(Dataset entries)

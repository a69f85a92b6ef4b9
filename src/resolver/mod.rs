//! # OAuth Callback Policy Resolver
//!
//! Decides what a provider callback means for the local account system:
//! link the identity to the signed-in user, register a new user, log an
//! existing user in, or reject with a message. Storage and session effects
//! go through the collaborator traits in [`collaborators`]; the resolver
//! itself holds no state beyond the feature switches.
//!
//! Precedence, top to bottom:
//!
//! 1. provider error
//! 2. authenticated session (link / conflict / already linked)
//! 3. registration arrival with registration enabled and no existing link
//! 4. generic login (existing link, auto-create, or not found)

use std::sync::Arc;

pub mod collaborators;
pub mod outcome;

#[cfg(test)]
mod tests;

pub use collaborators::{
    AccountLinker, AccountUpdater, ConnectedAccount, InvalidStateHandler, ProviderIdentity,
    ProviderResult, SessionContext, SessionLogin, User, UserLookup,
};
pub use outcome::{
    CallbackOutcome, LoginResponse, Message, MessageKey, Notice, NoticeStyle, OutcomeKind,
    RedirectTarget, Rejection,
};

use crate::config::Features;
use crate::providers::display_name;
use crate::repositories::{CONNECTED_ACCOUNT, StoreError};

/// Default [`InvalidStateHandler`]: back to the login page with an error
/// keyed by the provider.
#[derive(Debug, Clone, Copy, Default)]
pub struct RedirectToLogin;

impl InvalidStateHandler for RedirectToLogin {
    fn handle(&self, provider: &str, _session: &SessionContext) -> CallbackOutcome {
        CallbackOutcome::rejected(
            Rejection::InvalidState,
            RedirectTarget::Login,
            NoticeStyle::FieldError,
            provider,
            message(MessageKey::InvalidState, provider),
        )
    }
}

fn message(key: MessageKey, provider: &str) -> Message {
    Message::new(key).with("Provider", display_name(provider))
}

/// The callback decision table
#[derive(Clone)]
pub struct CallbackResolver {
    users: Arc<dyn UserLookup>,
    accounts: Arc<dyn AccountLinker>,
    updater: Arc<dyn AccountUpdater>,
    invalid_state: Arc<dyn InvalidStateHandler>,
    features: Features,
}

impl CallbackResolver {
    pub fn new(
        users: Arc<dyn UserLookup>,
        accounts: Arc<dyn AccountLinker>,
        updater: Arc<dyn AccountUpdater>,
        features: Features,
    ) -> Self {
        Self {
            users,
            accounts,
            updater,
            invalid_state: Arc::new(RedirectToLogin),
            features,
        }
    }

    pub fn with_invalid_state_handler(mut self, handler: Arc<dyn InvalidStateHandler>) -> Self {
        self.invalid_state = handler;
        self
    }

    /// Resolve one provider callback into an outcome.
    ///
    /// Rejections are returned as outcomes; only storage failures other than
    /// unique-constraint races surface as `Err`.
    #[tracing::instrument(skip_all, fields(provider = %provider, outcome = tracing::field::Empty))]
    pub async fn resolve_callback(
        &self,
        provider: &str,
        result: ProviderResult,
        session: &SessionContext,
        login: &mut dyn SessionLogin,
    ) -> Result<CallbackOutcome, StoreError> {
        let outcome = match result {
            ProviderResult::Error { description } => {
                self.provider_error(provider, &description, session)
            }
            ProviderResult::InvalidState => self.resolve_invalid_state(provider, session),
            ProviderResult::Identity(identity) => {
                self.resolve_identity(provider, &identity, session, login)
                    .await?
            }
        };

        tracing::Span::current().record("outcome", outcome.label());
        tracing::info!(
            user_id = ?session.user.as_ref().map(|user| user.id),
            from_registration = session.from_registration,
            redirect = ?outcome.redirect,
            "OAuth callback resolved"
        );

        Ok(outcome)
    }

    /// Route an OAuth state mismatch to the configured handler. Never touches
    /// account data.
    ///
    /// [`resolve_callback`](Self::resolve_callback) calls this for
    /// [`ProviderResult::InvalidState`].
    pub fn resolve_invalid_state(&self, provider: &str, session: &SessionContext) -> CallbackOutcome {
        tracing::warn!(provider = %provider, "OAuth state mismatch on callback");
        self.invalid_state.handle(provider, session)
    }

    fn provider_error(
        &self,
        provider: &str,
        description: &str,
        session: &SessionContext,
    ) -> CallbackOutcome {
        let message = message(MessageKey::ProviderError, provider).with("description", description);

        if session.user.is_some() {
            return CallbackOutcome {
                kind: OutcomeKind::ProviderErrorReported,
                redirect: RedirectTarget::Home,
                notice: Some(Notice {
                    style: NoticeStyle::DangerBanner,
                    field: provider.to_string(),
                    message,
                }),
            };
        }

        CallbackOutcome::rejected(
            Rejection::ProviderError {
                description: description.to_string(),
            },
            RedirectTarget::Register,
            NoticeStyle::FieldError,
            provider,
            message,
        )
    }

    async fn resolve_identity(
        &self,
        provider: &str,
        identity: &ProviderIdentity,
        session: &SessionContext,
        login: &mut dyn SessionLogin,
    ) -> Result<CallbackOutcome, StoreError> {
        let account = self
            .accounts
            .find_connected_account(provider, &identity.id)
            .await?;

        if let Some(user) = &session.user {
            return self
                .link_to_authenticated(provider, identity, user, account)
                .await;
        }

        if session.from_registration && self.features.registration && account.is_none() {
            return self.register(provider, identity, login).await;
        }

        match account {
            Some(account) => self.login_linked(provider, identity, account, login).await,
            None if self.features.create_account_on_first_login => {
                self.create_on_first_login(provider, identity, login).await
            }
            None => Ok(CallbackOutcome::rejected(
                Rejection::NotFound,
                RedirectTarget::Login,
                NoticeStyle::FieldError,
                provider,
                message(MessageKey::AccountNotFound, provider),
            )),
        }
    }

    async fn link_to_authenticated(
        &self,
        provider: &str,
        identity: &ProviderIdentity,
        user: &User,
        account: Option<ConnectedAccount>,
    ) -> Result<CallbackOutcome, StoreError> {
        match account {
            Some(account) if account.user_id != user.id => Ok(self.linked_elsewhere(provider)),
            Some(_) => Ok(CallbackOutcome {
                kind: OutcomeKind::AlreadyLinked,
                redirect: RedirectTarget::Profile,
                notice: Some(Notice {
                    style: NoticeStyle::DangerBanner,
                    field: provider.to_string(),
                    message: message(MessageKey::AlreadyLinkedToYou, provider),
                }),
            }),
            None => match self
                .accounts
                .create_connected_account(user, provider, identity)
                .await
            {
                Ok(created) => Ok(CallbackOutcome {
                    kind: OutcomeKind::Linked {
                        connected_account_id: created.id,
                    },
                    redirect: RedirectTarget::Profile,
                    notice: Some(Notice {
                        style: NoticeStyle::Banner,
                        field: provider.to_string(),
                        message: message(MessageKey::Connected, provider),
                    }),
                }),
                Err(StoreError::Conflict(_)) => Ok(self.linked_elsewhere(provider)),
                Err(err) => Err(err),
            },
        }
    }

    fn linked_elsewhere(&self, provider: &str) -> CallbackOutcome {
        CallbackOutcome::rejected(
            Rejection::AlreadyLinkedConflict,
            RedirectTarget::Profile,
            NoticeStyle::DangerBanner,
            provider,
            message(MessageKey::AlreadyLinkedToOther, provider),
        )
    }

    async fn register(
        &self,
        provider: &str,
        identity: &ProviderIdentity,
        login: &mut dyn SessionLogin,
    ) -> Result<CallbackOutcome, StoreError> {
        let Some(email) = identity.email() else {
            return Ok(CallbackOutcome::rejected(
                Rejection::MissingEmail,
                RedirectTarget::Register,
                NoticeStyle::FieldError,
                provider,
                message(MessageKey::MissingEmail, provider),
            ));
        };

        let Some(user) = self.users.find_user_by_email(email).await? else {
            return self
                .create_user(provider, identity, RedirectTarget::Register, login)
                .await;
        };

        if !self.features.login_on_registration {
            return Ok(CallbackOutcome::rejected(
                Rejection::AlreadyRegistered,
                RedirectTarget::Login,
                NoticeStyle::FieldError,
                provider,
                message(MessageKey::AlreadyRegistered, provider),
            ));
        }

        let account = match self
            .accounts
            .create_connected_account(&user, provider, identity)
            .await
        {
            Ok(account) => account,
            Err(StoreError::Conflict(_)) => {
                return Ok(self.guest_linked_elsewhere(provider, RedirectTarget::Login));
            }
            Err(err) => return Err(err),
        };
        self.updater
            .set_current_connected_account(&user, &account)
            .await?;

        self.login(&user, false, login).await
    }

    async fn create_on_first_login(
        &self,
        provider: &str,
        identity: &ProviderIdentity,
        login: &mut dyn SessionLogin,
    ) -> Result<CallbackOutcome, StoreError> {
        let Some(email) = identity.email() else {
            return Ok(CallbackOutcome::rejected(
                Rejection::MissingEmail,
                RedirectTarget::Login,
                NoticeStyle::FieldError,
                provider,
                message(MessageKey::MissingEmail, provider),
            ));
        };

        if self.users.find_user_by_email(email).await?.is_some() {
            return Ok(self.email_taken(provider, RedirectTarget::Login));
        }

        self.create_user(provider, identity, RedirectTarget::Login, login)
            .await
    }

    async fn create_user(
        &self,
        provider: &str,
        identity: &ProviderIdentity,
        on_conflict: RedirectTarget,
        login: &mut dyn SessionLogin,
    ) -> Result<CallbackOutcome, StoreError> {
        match self
            .accounts
            .create_user_from_provider(provider, identity)
            .await
        {
            Ok(user) => self.login(&user, true, login).await,
            Err(StoreError::Conflict(CONNECTED_ACCOUNT)) => {
                Ok(self.guest_linked_elsewhere(provider, on_conflict))
            }
            Err(StoreError::Conflict(_)) => Ok(self.email_taken(provider, on_conflict)),
            Err(err) => Err(err),
        }
    }

    fn guest_linked_elsewhere(&self, provider: &str, redirect: RedirectTarget) -> CallbackOutcome {
        CallbackOutcome::rejected(
            Rejection::AlreadyLinkedConflict,
            redirect,
            NoticeStyle::FieldError,
            provider,
            message(MessageKey::AlreadyLinkedToOther, provider),
        )
    }

    fn email_taken(&self, provider: &str, redirect: RedirectTarget) -> CallbackOutcome {
        CallbackOutcome::rejected(
            Rejection::DuplicateEmail,
            redirect,
            NoticeStyle::FieldError,
            provider,
            message(MessageKey::EmailTaken, provider),
        )
    }

    async fn login_linked(
        &self,
        provider: &str,
        identity: &ProviderIdentity,
        account: ConnectedAccount,
        login: &mut dyn SessionLogin,
    ) -> Result<CallbackOutcome, StoreError> {
        let Some(user) = self.users.find_user_by_id(account.user_id).await? else {
            tracing::warn!(
                connected_account_id = %account.id,
                user_id = %account.user_id,
                "Connected account has no owning user"
            );
            return Ok(CallbackOutcome::rejected(
                Rejection::NotFound,
                RedirectTarget::Login,
                NoticeStyle::FieldError,
                provider,
                message(MessageKey::AccountNotFound, provider),
            ));
        };

        let account = self
            .updater
            .update_connected_account(&user, &account, provider, identity)
            .await?;
        self.updater
            .set_current_connected_account(&user, &account)
            .await?;

        self.login(&user, false, login).await
    }

    async fn login(
        &self,
        user: &User,
        created_user: bool,
        login: &mut dyn SessionLogin,
    ) -> Result<CallbackOutcome, StoreError> {
        let response = login.login(user, self.features.remember_session).await?;
        Ok(CallbackOutcome::logged_in(response, created_user))
    }
}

§ **Task prompt**
Look through the entries above and report each line where the string "impl" occurs.

§ **Output for this task**
impl InvalidStateHandler for RedirectToLogin {
impl CallbackResolver {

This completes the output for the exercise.